Exercise description: Each line of the listing is to be copied exactly.

BEGIN

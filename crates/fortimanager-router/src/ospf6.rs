//! OSPFv3 virtual links, addressed below their transit `area`.

use fortimanager_resource::{
    CreateVerb, FieldDescriptor, IdentityRule, ResourceDescriptor, ScopeParam, ScopeRule,
};

static IPSEC_KEY_FIELDS: [FieldDescriptor; 3] = [
    FieldDescriptor::string_set("auth_key", "auth-key").sensitive(),
    FieldDescriptor::string_set("enc_key", "enc-key").sensitive(),
    FieldDescriptor::int("spi", "spi"),
];

static AREA: [ScopeParam; 1] = [ScopeParam::new("area")];

/// `fortimanager_router_ospf6_area_virtuallink`
pub static ROUTER_OSPF6_AREA_VIRTUAL_LINK: ResourceDescriptor = ResourceDescriptor {
    type_name: "fortimanager_router_ospf6_area_virtuallink",
    api_name: "RouterOspf6AreaVirtualLink",
    identity: IdentityRule::StringField("name"),
    create_verb: CreateVerb::Create,
    scope: ScopeRule::vdom_with_parents(&AREA),
    locks_workspace: true,
    fields: &[
        FieldDescriptor::string("authentication", "authentication").computed(),
        FieldDescriptor::int("dead_interval", "dead-interval").computed(),
        FieldDescriptor::int("hello_interval", "hello-interval").computed(),
        FieldDescriptor::string("ipsec_auth_alg", "ipsec-auth-alg").computed(),
        FieldDescriptor::string("ipsec_enc_alg", "ipsec-enc-alg").computed(),
        FieldDescriptor::list("ipsec_keys", "ipsec-keys", &IPSEC_KEY_FIELDS),
        FieldDescriptor::int("key_rollover_interval", "key-rollover-interval").computed(),
        FieldDescriptor::string("name", "name").required().force_new(),
        FieldDescriptor::string("peer", "peer").computed(),
        FieldDescriptor::int("retransmit_interval", "retransmit-interval").computed(),
        FieldDescriptor::int("transmit_delay", "transmit-delay").computed(),
    ],
};

#[cfg(test)]
mod tests {
    use super::*;
    use fortimanager_core::WireValue;
    use fortimanager_resource::{expand_object, record, LocalValue, ResourceData};

    #[test]
    fn descriptor_is_valid() {
        ROUTER_OSPF6_AREA_VIRTUAL_LINK.validate().unwrap();
    }

    #[test]
    fn ipsec_keys_expand_with_sensitive_sets() {
        let data = ResourceData::new().with("name", "vlink1").with(
            "ipsec_keys",
            vec![record! {
                "spi" => 256,
                "auth_key" => LocalValue::set(["0123456789abcdef"]),
            }],
        );
        let object = expand_object(&ROUTER_OSPF6_AREA_VIRTUAL_LINK, &data).unwrap();
        let key = object["ipsec-keys"].as_list().unwrap()[0].as_map().unwrap();

        assert_eq!(key["spi"], WireValue::Int(256));
        assert_eq!(
            key["auth-key"],
            WireValue::List(vec!["0123456789abcdef".into()])
        );
        assert!(!key.contains_key("enc-key"));
    }

    #[test]
    fn changing_area_forces_replacement() {
        let prior = ResourceData::new().with("area", "0.0.0.1").with("name", "vlink1");
        let planned = ResourceData::new().with("area", "0.0.0.2").with("name", "vlink1");
        let data = ResourceData::from_plan(Some(&prior), planned.into_values());
        assert!(ROUTER_OSPF6_AREA_VIRTUAL_LINK.requires_replacement(&data));
    }

    #[test]
    fn timer_change_updates_in_place() {
        let prior = ResourceData::new().with("name", "vlink1").with("dead_interval", 40);
        let planned = ResourceData::new().with("name", "vlink1").with("dead_interval", 60);
        let data = ResourceData::from_plan(Some(&prior), planned.into_values());
        assert!(!ROUTER_OSPF6_AREA_VIRTUAL_LINK.requires_replacement(&data));
    }
}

END

Your solution:
filename crates/fortimanager-router/src/ospf6.rs
//! OSPFv3 virtual links, addressed below their transit `area`.

use fortimanager_resource::{
    CreateVerb, FieldDescriptor, IdentityRule, ResourceDescriptor, ScopeParam, ScopeRule,
};

static IPSEC_KEY_FIELDS: [FieldDescriptor; 3] = [
    FieldDescriptor::string_set("auth_key", "auth-key").sensitive(),
    FieldDescriptor::string_set("enc_key", "enc-key").sensitive(),
    FieldDescriptor::int("spi", "spi"),
];

static AREA: [ScopeParam; 1] = [ScopeParam::new("area")];

/// `fortimanager_router_ospf6_area_virtuallink`
pub static ROUTER_OSPF6_AREA_VIRTUAL_LINK: ResourceDescriptor = ResourceDescriptor {
    type_name: "fortimanager_router_ospf6_area_virtuallink",
    api_name: "RouterOspf6AreaVirtualLink",
    identity: IdentityRule::StringField("name"),
    create_verb: CreateVerb::Create,
    scope: ScopeRule::vdom_with_parents(&AREA),
    locks_workspace: true,
    fields: &[
        FieldDescriptor::string("authentication", "authentication").computed(),
        FieldDescriptor::int("dead_interval", "dead-interval").computed(),
        FieldDescriptor::int("hello_interval", "hello-interval").computed(),
        FieldDescriptor::string("ipsec_auth_alg", "ipsec-auth-alg").computed(),
        FieldDescriptor::string("ipsec_enc_alg", "ipsec-enc-alg").computed(),
        FieldDescriptor::list("ipsec_keys", "ipsec-keys", &IPSEC_KEY_FIELDS),
        FieldDescriptor::int("key_rollover_interval", "key-rollover-interval").computed(),
        FieldDescriptor::string("name", "name").required().force_new(),
        FieldDescriptor::string("peer", "peer").computed(),
        FieldDescriptor::int("retransmit_interval", "retransmit-interval").computed(),
        FieldDescriptor::int("transmit_delay", "transmit-delay").computed(),
    ],
};

#[cfg(test)]
mod tests {
    use super::*;
    use fortimanager_core::WireValue;
    use fortimanager_resource::{expand_object, record, LocalValue, ResourceData};

    #[test]
    fn descriptor_is_valid() {
        ROUTER_OSPF6_AREA_VIRTUAL_LINK.validate().unwrap();
    }

    #[test]
    fn ipsec_keys_expand_with_sensitive_sets() {
        let data = ResourceData::new().with("name", "vlink1").with(
            "ipsec_keys",
            vec![record! {
                "spi" => 256,
                "auth_key" => LocalValue::set(["0123456789abcdef"]),
            }],
        );
        let object = expand_object(&ROUTER_OSPF6_AREA_VIRTUAL_LINK, &data).unwrap();
        let key = object["ipsec-keys"].as_list().unwrap()[0].as_map().unwrap();

        assert_eq!(key["spi"], WireValue::Int(256));
        assert_eq!(
            key["auth-key"],
            WireValue::List(vec!["0123456789abcdef".into()])
        );
        assert!(!key.contains_key("enc-key"));
    }

    #[test]
    fn changing_area_forces_replacement() {
        let prior = ResourceData::new().with("area", "0.0.0.1").with("name", "vlink1");
        let planned = ResourceData::new().with("area", "0.0.0.2").with("name", "vlink1");
        let data = ResourceData::from_plan(Some(&prior), planned.into_values());
        assert!(ROUTER_OSPF6_AREA_VIRTUAL_LINK.requires_replacement(&data));
    }

    #[test]
    fn timer_change_updates_in_place() {
        let prior = ResourceData::new().with("name", "vlink1").with("dead_interval", 40);
        let planned = ResourceData::new().with("name", "vlink1").with("dead_interval", 60);
        let data = ResourceData::from_plan(Some(&prior), planned.into_values());
        assert!(!ROUTER_OSPF6_AREA_VIRTUAL_LINK.requires_replacement(&data));
    }
}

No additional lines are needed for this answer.